Prompt :: If a line in the entries below includes "ObjectId", pick it out and copy it.

*** Extracted records ***

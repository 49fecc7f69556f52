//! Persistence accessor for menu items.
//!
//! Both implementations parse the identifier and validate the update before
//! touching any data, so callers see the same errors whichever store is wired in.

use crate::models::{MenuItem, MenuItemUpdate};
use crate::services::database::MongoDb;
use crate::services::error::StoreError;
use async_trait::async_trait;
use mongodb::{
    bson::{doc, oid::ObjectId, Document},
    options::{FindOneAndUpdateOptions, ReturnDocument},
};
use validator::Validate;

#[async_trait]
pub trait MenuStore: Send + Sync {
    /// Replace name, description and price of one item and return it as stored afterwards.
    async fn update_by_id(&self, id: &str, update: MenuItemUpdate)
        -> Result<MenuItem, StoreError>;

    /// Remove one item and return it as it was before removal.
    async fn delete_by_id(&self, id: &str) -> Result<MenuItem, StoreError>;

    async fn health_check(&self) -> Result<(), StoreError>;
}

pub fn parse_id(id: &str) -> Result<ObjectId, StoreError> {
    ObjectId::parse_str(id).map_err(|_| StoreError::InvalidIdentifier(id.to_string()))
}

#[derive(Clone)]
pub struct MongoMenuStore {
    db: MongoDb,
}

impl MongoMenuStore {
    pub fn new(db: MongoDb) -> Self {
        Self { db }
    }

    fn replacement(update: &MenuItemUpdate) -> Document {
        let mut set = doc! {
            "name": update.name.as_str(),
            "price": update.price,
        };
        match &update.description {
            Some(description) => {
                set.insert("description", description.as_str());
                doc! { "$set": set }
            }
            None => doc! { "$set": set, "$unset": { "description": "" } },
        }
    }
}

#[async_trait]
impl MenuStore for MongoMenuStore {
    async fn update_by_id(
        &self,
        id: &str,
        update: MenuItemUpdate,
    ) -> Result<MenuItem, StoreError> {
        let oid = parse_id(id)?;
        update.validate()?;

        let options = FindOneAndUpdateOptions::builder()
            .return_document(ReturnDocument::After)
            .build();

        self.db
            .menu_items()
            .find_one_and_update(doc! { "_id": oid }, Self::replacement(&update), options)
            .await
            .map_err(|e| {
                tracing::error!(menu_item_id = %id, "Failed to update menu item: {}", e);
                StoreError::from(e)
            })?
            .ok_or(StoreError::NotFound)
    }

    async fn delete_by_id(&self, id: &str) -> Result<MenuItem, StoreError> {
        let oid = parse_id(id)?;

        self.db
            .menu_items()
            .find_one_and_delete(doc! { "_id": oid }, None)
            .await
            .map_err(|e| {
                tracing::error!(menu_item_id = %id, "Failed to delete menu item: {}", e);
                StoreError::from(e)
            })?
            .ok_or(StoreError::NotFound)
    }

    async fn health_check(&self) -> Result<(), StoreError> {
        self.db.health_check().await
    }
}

*** End of Extracted records ***

Result ::
    bson::{doc, oid::ObjectId, Document},
pub fn parse_id(id: &str) -> Result<ObjectId, StoreError> {
    ObjectId::parse_str(id).map_err(|_| StoreError::InvalidIdentifier(id.to_string()))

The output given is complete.